The Long Haul Tribeca Review
Margo Martindale in The Long Haul, which premiered at the Tribeca Film Festival on June 7, 2026.On paper, it reads like a standard character study to place in a major festival lineup. However, thanks to a strong lead performance from the brilliant Margo Martindale, the project succeeds on its own merits. It transforms into a quiet, contemplative, and strikingly moving film about working-class perseverance.
Martindale stars as CJ, a grizzled long-haul driver who has spent thirty-five years behind the wheel of her own rig. Even with decades of independence under her belt, she still finds herself navigating the lower end of the professional totem pole as an older woman in a heavily male-dominated industry. Her carefully isolated world is rocked when she receives a notice from a parole board, forcing a hidden pocket of past trauma back into her daily life.
The Long Haul smartly avoids spelling out the explicit details of this historical hurt for most of its runtime. Instead, Drake shrouds her internal struggle in an effective air of mystery as she crosses the country. Along the highway, we observe her in various episodic encounters. These include tense run-ins with her shrewd, nonsensically aggravating young boss, played with an enjoyable brashness by Cole Sprouse, and a quiet bond she forms with a migrant woman, played by Yalitza Aparicio, whom she takes under her wing.
This is undeniably a challenging piece of cinema because it’s driven almost solely by the weight of Martindale’s physical presence. Luckily, she delivers nothing less than one of the finest performances of the year. The movie operates like a claustrophobic chamber piece on wheels, where CJ’s tightly bottled emotions slowly simmer to the point of an inevitable third-act eruption.
Martindale brings a beautiful, lived-in authenticity to every frame. Whether she’s smoking a cigarette against the dashboard, singing along to the radio, or dyeing her hair in a dingy gas station bathroom, she makes this character feel real. She captures the fierce, no-nonsense grit of a woman who answers to no one, making the emotional cracks in her armor feel earned. Her screen presence is matched in small part through a mostly off-screen performance from Stephen Root, who joins her near the end in her best scene.

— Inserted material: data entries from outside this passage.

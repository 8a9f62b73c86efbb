use std::{env, sync::Arc};

use anyhow::{Context, Result, bail};
use plugin_sdk::{
    CredentialStore, ProcessSpawner, ProcessSpec, Supervisor, WorkerRuntime, WorkerSlot,
    init_tracing,
};
use tokio::sync::oneshot;
use tracing::{error, info, warn};

use crate::{
    builder::PlatformContextBuilder,
    config::HostConfig,
    service::{WorkerService, bind_shared},
};

/// Run the master: spawn the pool, relay state, respawn the dead.
///
/// Returns when Ctrl-C is received, or with an error if a worker sent a
/// malformed coordination message.
pub async fn run_master(config: HostConfig) -> Result<()> {
    let (log_level, _guard) = init_tracing(
        config.log_level,
        config.log_dir.as_deref(),
        "plugin-host-master.log",
    )?;

    let exe = env::current_exe().context("could not locate own executable")?;
    let spec = ProcessSpec::new(exe).args(config.worker_args()).arg("worker");
    let supervisor_config = config.supervisor();
    info!(
        workers = supervisor_config.workers,
        sync_on_spawn = supervisor_config.sync_on_spawn,
        addr = %config.listen_addr(),
        "plugin host master starting"
    );

    let (supervisor, mut pool) =
        Supervisor::start(supervisor_config, ProcessSpawner::new(spec), log_level).await;

    tokio::select! {
        finished = &mut pool => {
            finished.context("supervisor task panicked")??;
            bail!("supervisor stopped unexpectedly");
        }
        _ = tokio::signal::ctrl_c() => {
            info!("Ctrl-C received, stopping workers");
            supervisor.shutdown().await;
        }
    }

    pool.await.context("supervisor task panicked")??;
    info!("plugin host stopped");
    Ok(())
}

/// Run one worker. Stdin/stdout are the coordination channel to the master;
/// the control surface listens on the shared port.
pub async fn run_worker(config: HostConfig, slot: WorkerSlot) -> Result<()> {
    let (log_level, _guard) = init_tracing(
        config.log_level,
        config.log_dir.as_deref(),
        &format!("plugin-host-worker-{slot}.log"),
    )?;

    let (runtime, link) = WorkerRuntime::run_stdio(CredentialStore::new(), log_level);
    let builder = PlatformContextBuilder::new(&config.platform_url, config.platform_timeout())?;
    let service = Arc::new(WorkerService::new(runtime, builder, config.context_ttl()));
    let _sweeper = service.cache().spawn_sweeper(config.context_ttl());

    let addr = config.listen_addr();
    let listener = bind_shared(addr).with_context(|| format!("could not bind {addr}"))?;
    info!(slot, pid = std::process::id(), %addr, "worker listening");

    let (stop_tx, stop_rx) = oneshot::channel::<()>();
    let mut server = tokio::spawn(Arc::clone(&service).serve(listener, async move {
        let _ = stop_rx.await;
    }));

    let outcome: Result<()> = tokio::select! {
        linked = link => match linked {
            Ok(Ok(())) => {
                info!(slot, "master closed the channel, exiting");
                Ok(())
            }
            Ok(Err(err)) => {
                error!(slot, error = %err, "coordination failure");
                Err(err.into())
            }
            Err(join) => Err(anyhow::Error::new(join).context("coordination task panicked")),
        },
        served = &mut server => {
            return match served {
                Ok(Ok(())) => Ok(()),
                Ok(Err(err)) => Err(anyhow::Error::new(err).context("control surface failed")),
                Err(join) => Err(anyhow::Error::new(join).context("control surface task panicked")),
            };
        }
        _ = tokio::signal::ctrl_c() => {
            info!(slot, "interrupted");
            Ok(())
        }
    };

    let _ = stop_tx.send(());
    if let Ok(Err(err)) = server.await {
        warn!(slot, error = %err, "control surface failed");
    }
    outcome
}
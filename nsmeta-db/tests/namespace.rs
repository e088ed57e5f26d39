//! Integration tests against a disposable Postgres instance, one per test
//! (provisioned and torn down by `sqlx::test`). Exercises the driver
//! scenarios from spec.md §8.

use nsmeta_core::InodeId;
use nsmeta_db::{Dialect, NamespaceDriver};
use sqlx::PgPool;

fn driver() -> NamespaceDriver {
    NamespaceDriver::new(Dialect::default(), false)
}

async fn seed_root(pool: &PgPool) -> InodeId {
    let now = time::OffsetDateTime::now_utc();
    sqlx::query(
        "insert into t_inodes \
         (ipnfsid, itype, imode, inlink, iuid, igid, isize, iio, iatime, ictime, imtime, icrtime) \
         values ($1, 16384, 16877, 2, 0, 0, 512, false, $2, $2, $2, $2)",
    )
    .bind(InodeId::ROOT.as_str())
    .bind(now)
    .execute(pool)
    .await
    .unwrap();

    sqlx::query("insert into t_dirs (iparent, iname, ipnfsid) values ($1, '.', $1)")
        .bind(InodeId::ROOT.as_str())
        .execute(pool)
        .await
        .unwrap();
    sqlx::query("insert into t_dirs (iparent, iname, ipnfsid) values ($1, '..', $1)")
        .bind(InodeId::ROOT.as_str())
        .execute(pool)
        .await
        .unwrap();

    InodeId::ROOT
}

#[sqlx::test(migrations = "./migrations")]
async fn mkdir_then_remove_restores_initial_state(pool: PgPool) {
    let driver = driver();
    let root = seed_root(&pool).await;

    let before: i64 = sqlx::query_scalar("select count(*) from t_dirs")
        .fetch_one(&pool)
        .await
        .unwrap();

    driver.mkdir(&pool, root, "a", 0, 0, 0o755).await.unwrap();
    driver.remove_named(&pool, root, "a").await.unwrap();

    let after: i64 = sqlx::query_scalar("select count(*) from t_dirs")
        .fetch_one(&pool)
        .await
        .unwrap();
    assert_eq!(before, after);

    let root_stat = driver.stat(&pool, root, 0).await.unwrap().unwrap();
    assert_eq!(root_stat.nlink, 2);
}

#[sqlx::test(migrations = "./migrations")]
async fn remove_nonempty_directory_fails(pool: PgPool) {
    let driver = driver();
    let root = seed_root(&pool).await;

    let a = driver.mkdir(&pool, root, "a", 0, 0, 0o755).await.unwrap();
    driver.mkdir(&pool, a, "b", 0, 0, 0o755).await.unwrap();

    let err = driver.remove_named(&pool, root, "a").await.unwrap_err();
    assert!(matches!(err, nsmeta_core::NamespaceError::DirectoryNotEmpty));
}

#[sqlx::test(migrations = "./migrations")]
async fn tag_write_forks_from_inherited_copy(pool: PgPool) {
    let driver = driver();
    let root = seed_root(&pool).await;

    let d1 = driver.mkdir(&pool, root, "d1", 0, 0, 0o755).await.unwrap();
    nsmeta_db::tags::set_tag(&pool, d1, "X", 0, 0, 0o644, b"v1")
        .await
        .unwrap();

    let d2 = driver
        .mkdir_with_tags_and_acl(&pool, d1, "d2", 0, 0, 0o755)
        .await
        .unwrap();

    let inherited = nsmeta_db::tags::get_tag(&pool, d2, "X").await.unwrap().unwrap();
    assert_eq!(inherited.value, b"v1");

    nsmeta_db::tags::set_tag(&pool, d2, "X", 0, 0, 0o644, b"v2")
        .await
        .unwrap();

    let d1_value = nsmeta_db::tags::get_tag(&pool, d1, "X").await.unwrap().unwrap();
    let d2_value = nsmeta_db::tags::get_tag(&pool, d2, "X").await.unwrap().unwrap();
    assert_eq!(d1_value.value, b"v1");
    assert_eq!(d2_value.value, b"v2");
}

#[sqlx::test(migrations = "./migrations")]
async fn symlink_is_transparently_resolved(pool: PgPool) {
    let driver = driver();
    let root = seed_root(&pool).await;

    let a = driver.mkdir(&pool, root, "a", 0, 0, 0o755).await.unwrap();
    let b = driver.mkdir(&pool, a, "b", 0, 0, 0o755).await.unwrap();
    let c = driver
        .create_file(&pool, b, "c", 0, 0, 0o644, nsmeta_core::InodeType::RegularFile)
        .await
        .unwrap();

    let link = driver
        .create_file(&pool, root, "l", 0, 0, 0o777, nsmeta_core::InodeType::SymbolicLink)
        .await
        .unwrap();
    driver.write(&pool, link, 0, b.as_str().as_bytes()).await.unwrap();

    let resolved = nsmeta_db::path2inode(&driver, &pool, root, "/l/c").await.unwrap();
    assert_eq!(resolved, c);
}
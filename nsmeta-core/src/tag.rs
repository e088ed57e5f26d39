//! Directory tags: named, copy-on-write extended attributes.

use time::OffsetDateTime;

/// A tag's value payload and the metadata carried alongside it in
/// `t_tags_inodes` (mode/uid/gid/times mirror a miniature inode, since a tag
/// value is itself GC'd like one).
#[derive(Debug, Clone, PartialEq)]
pub struct TagValue {
    pub tag_id: String,
    pub mode: u32,
    pub uid: u32,
    pub gid: u32,
    pub size: u64,
    pub atime: OffsetDateTime,
    pub ctime: OffsetDateTime,
    pub mtime: OffsetDateTime,
    pub value: Vec<u8>,
}

/// A single `t_tags` row: the (directory, name) -> tag-id mapping, with the
/// origin flag that distinguishes "this directory set the tag" from "this
/// directory inherited it by structural sharing."
#[derive(Debug, Clone, Copy, PartialEq, Eq)]
pub struct TagLink<'a> {
    pub name: &'a str,
    pub is_origin: bool,
}
//! In-memory, thread-safe routing table for cell-to-cell messaging, plus the
//! URL-path helper (spec §4.2, §4.3).

pub mod route;
pub mod table;
pub mod urlpath;

pub use route::{CellAddress, InvalidCellAddress, Route, RouteKind, LOCAL_DOMAIN};
pub use table::{RouterError, RoutingTable};
pub use urlpath::{UrlPath, UrlPathError};
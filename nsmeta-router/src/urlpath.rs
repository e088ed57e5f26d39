//! A path segment paired with its percent-encoded form (spec §4.3).
//!
//! Encoding goes through an absolute `file://` URI rather than a bare
//! percent-encoder: some encoders refuse a colon in a path segment unless it
//! is anchored inside a URI with a scheme, so this builds `file:///<segment>`
//! and strips the `file:///` prefix back off, per the spec's construction.

use std::fmt;

use url::Url;

#[derive(Debug, thiserror::Error)]
#[error("path segment {0:?} could not be encoded as a file URI")]
pub struct UrlPathError(String);

/// An RFC 2396 path segment, carrying both its raw and percent-encoded
/// forms. Immutable after construction (spec §5 "Shared resources": "the
/// URL-path helper ... is immutable after construction").
#[derive(Debug, Clone, PartialEq, Eq)]
pub struct UrlPath {
    unencoded: String,
    encoded: String,
}

impl UrlPath {
    pub fn new(segment: &str) -> Result<Self, UrlPathError> {
        let absolute = format!("/{}", segment.trim_start_matches('/'));
        let url = Url::from_file_path(&absolute).map_err(|_| UrlPathError(segment.to_string()))?;
        let encoded = url
            .as_str()
            .strip_prefix("file:///")
            .ok_or_else(|| UrlPathError(segment.to_string()))?
            .to_string();

        Ok(Self {
            unencoded: segment.to_string(),
            encoded,
        })
    }

    pub fn unencoded(&self) -> &str {
        &self.unencoded
    }

    pub fn encoded(&self) -> &str {
        &self.encoded
    }
}

impl fmt::Display for UrlPath {
    fn fmt(&self, f: &mut fmt::Formatter<'_>) -> fmt::Result {
        f.write_str(&self.unencoded)
    }
}

#[cfg(test)]
mod tests {
    use super::*;

    #[test]
    fn plain_segment_round_trips() {
        let p = UrlPath::new("plain").unwrap();
        assert_eq!(p.unencoded(), "plain");
        assert_eq!(p.encoded(), "plain");
    }

    #[test]
    fn space_is_percent_encoded() {
        let p = UrlPath::new("a b").unwrap();
        assert_eq!(p.unencoded(), "a b");
        assert!(p.encoded().contains("%20"));
    }

    #[test]
    fn colon_is_preserved() {
        let p = UrlPath::new("a:b").unwrap();
        assert_eq!(p.encoded(), "a:b");
    }
}
//! Access-control entries, ordered per inode.

use crate::ids::InodeId;

/// The resource an ACE applies to: the inode's own ACL (`Allow`/`Deny` on
/// the object itself) or its default ACL (inherited by new children).
#[derive(Debug, Clone, Copy, PartialEq, Eq, sqlx::Type)]
#[sqlx(type_name = "smallint")]
#[repr(i16)]
pub enum RsType {
    Object = 0,
    DefaultObject = 1,
}

impl RsType {
    pub fn from_code(code: i16) -> Option<Self> {
        match code {
            0 => Some(Self::Object),
            1 => Some(Self::DefaultObject),
            _ => None,
        }
    }
}

/// A single access-control entry, with the ordinal that preserves input
/// order across reads (`ace_order` in `t_acl`).
#[derive(Debug, Clone, PartialEq)]
pub struct Ace {
    pub rs_type: RsType,
    /// ALLOW / DENY / AUDIT, left as an opaque code: the engine stores ACEs,
    /// it does not evaluate them (spec §1 "Out of scope").
    pub ace_type: i16,
    pub flags: i32,
    pub mask: i32,
    /// Principal kind: USER, GROUP, EVERYONE, ... left opaque for the same
    /// reason.
    pub who: i32,
    pub who_id: i32,
    pub order: i32,
}

/// The ordered ACL for a single inode.
#[derive(Debug, Clone, Default, PartialEq)]
pub struct Acl {
    pub inode: Option<InodeId>,
    pub entries: Vec<Ace>,
}

impl Acl {
    pub fn new(inode: Option<InodeId>, mut entries: Vec<Ace>) -> Self {
        entries.sort_by_key(|e| e.order);
        Self { inode, entries }
    }

    pub fn is_empty(&self) -> bool {
        self.entries.is_empty()
    }
}
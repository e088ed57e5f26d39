//! TOML-backed process configuration.

use std::path::Path;

use serde::Deserialize;

/// Persistent configuration, loaded from a TOML file and overridable by CLI
/// flags (spec §6 "Environment": "default I/O enabled on newly created
/// inodes" is the one process-wide option the spec calls out by name; the
/// rest is the ambient connection/dialect wiring any deployment needs).
#[derive(Debug, Clone, Deserialize)]
pub struct NamespaceConfig {
    pub database_url: String,
    #[serde(default = "default_dialect")]
    pub dialect: String,
    #[serde(default)]
    pub default_io_enabled: bool,
    #[serde(default = "default_max_connections")]
    pub max_connections: u32,
}

fn default_dialect() -> String {
    "postgres".to_string()
}

fn default_max_connections() -> u32 {
    5
}

impl NamespaceConfig {
    pub fn load(path: &Path) -> anyhow::Result<Self> {
        let text = std::fs::read_to_string(path)
            .map_err(|e| anyhow::anyhow!("reading config file {}: {e}", path.display()))?;
        let config: Self = toml::from_str(&text)
            .map_err(|e| anyhow::anyhow!("parsing config file {}: {e}", path.display()))?;
        Ok(config)
    }
}

#[cfg(test)]
mod tests {
    use super::*;

    #[test]
    fn defaults_fill_in_when_absent() {
        let config: NamespaceConfig = toml::from_str(
            r#"database_url = "postgres://localhost/nsmeta""#,
        )
        .unwrap();
        assert_eq!(config.dialect, "postgres");
        assert!(!config.default_io_enabled);
        assert_eq!(config.max_connections, 5);
    }
}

Because her performance is so singularly gripping, it’s a shame that the rest of the film occasionally lets her down. The Long Haul suffers from a glacial pace that borders on absurdity by the time it finally allows its lead to deliver her climactic monologue. At points, the narrative moves so slowly that less patient viewers might find themselves willing to turn it off.
Is The Long Haul worth watching?
The underlying script feels distinctly underwritten, failing to flesh out the supporting characters or the central mystery with the same care given to its protagonist. Yet, in those final, breathtaking moments, Martindale overcomes the narrative flaws. Her captivating presence makes the surrounding slowness feel far more interesting and profound than The Long Haul probably deserves to be. It’s uncommon for a movie with such a weak structural backbone to feel this impactful, but the power of its central character study carries the weight of the production.
The Long Haul premiered at the Tribeca Film Festival, which runs from June 3 to 14, 2026.
The Long Haul Tribeca Review: Margo Martindale Carries a Slow, Striking Road Drama
The Long Haul is a slow, uneven character study that is elevated into something truly special by Margo Martindale’s monumental, lived-in lead performance.